Completely, and totally disagree. So what - only family related by blood is 'real' family? That's ridiculous.

Family is built on effort, love and mutual trust. My 'ex'-ILs will always be family to me, not just by virtue of my children.

This is really sad advice to me - 'pull back your relationship'?

I'm so sad and sorry Sharlla, I hope they come to their senses and realize how immature and controlling he's being.

There are some really sad sentiments in this thread regarding exes and ex-families. I'm really thankful that despite the difficulties we all experienced (in my TWO families) during our divorce - that, for the most part, the relationships remained intact.
post #22 of 22
I agree that if you were part of a family for 11 years and had daily contact then it's unrealistic and unreasonable to expect that relationship to end just because the husband and wife are no longer married. I'm sure the relationship changes somewhat but that also depends on the nature of the relationship previously. I agree that if the son felt neglected or like he wasn't as important to his parents that that would be something to address - but not by issuing an ultimatum that their former daughter-in-law is cut out of their lives. I also agree that the new daughter-in-law to be should be embraced with open arms, but it seems like this is happening. It's not as if these grandparents aren't open to new people - they like the OP's new husband after all. Seems like they have room in their hearts for many people; it is the ex who is saying you can only love one person.

One of the things I love about my parents is that they retain a genuine affection for my ex (even though he's a very difficult person) and they make a real effort to invite him to family gatherings, to ask after him and to congratulate him on his successes. This makes me feel like they really respect the 10 years i built with him as well as the fact that he is my daughter's dad and as such will always be a part of my life. It is also to my current partner's credit that he is totally supportive and unthreatened by this. One wishes that everyone could be so adult; I think there would be a lot more functional, happy kids.
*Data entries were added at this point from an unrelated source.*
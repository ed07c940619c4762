pub mod action;
pub mod change_set;
pub mod error;
pub mod id;
pub mod time;

pub use action::Action;
pub use change_set::ChangeSet;
pub use error::{ErrorKind, PipelineError, Result, ValidationErrors};
pub use id::{IdError, generate_id, validate_id};
pub use time::{format_rfc3339, now_utc, parse_rfc3339};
I really reject the idea that new families formed by parents who were previously married have to create their own strict boundaries and exclusivity. It seems like a very threatened and insecure position to take and doesn't seem like the best for children. Of course, we all do what we can and some of us just have a really hard time dealing with our exes, but I don't think that this should be raised to a principle. New families can flourish even when they maintain relationships and connections to old ones.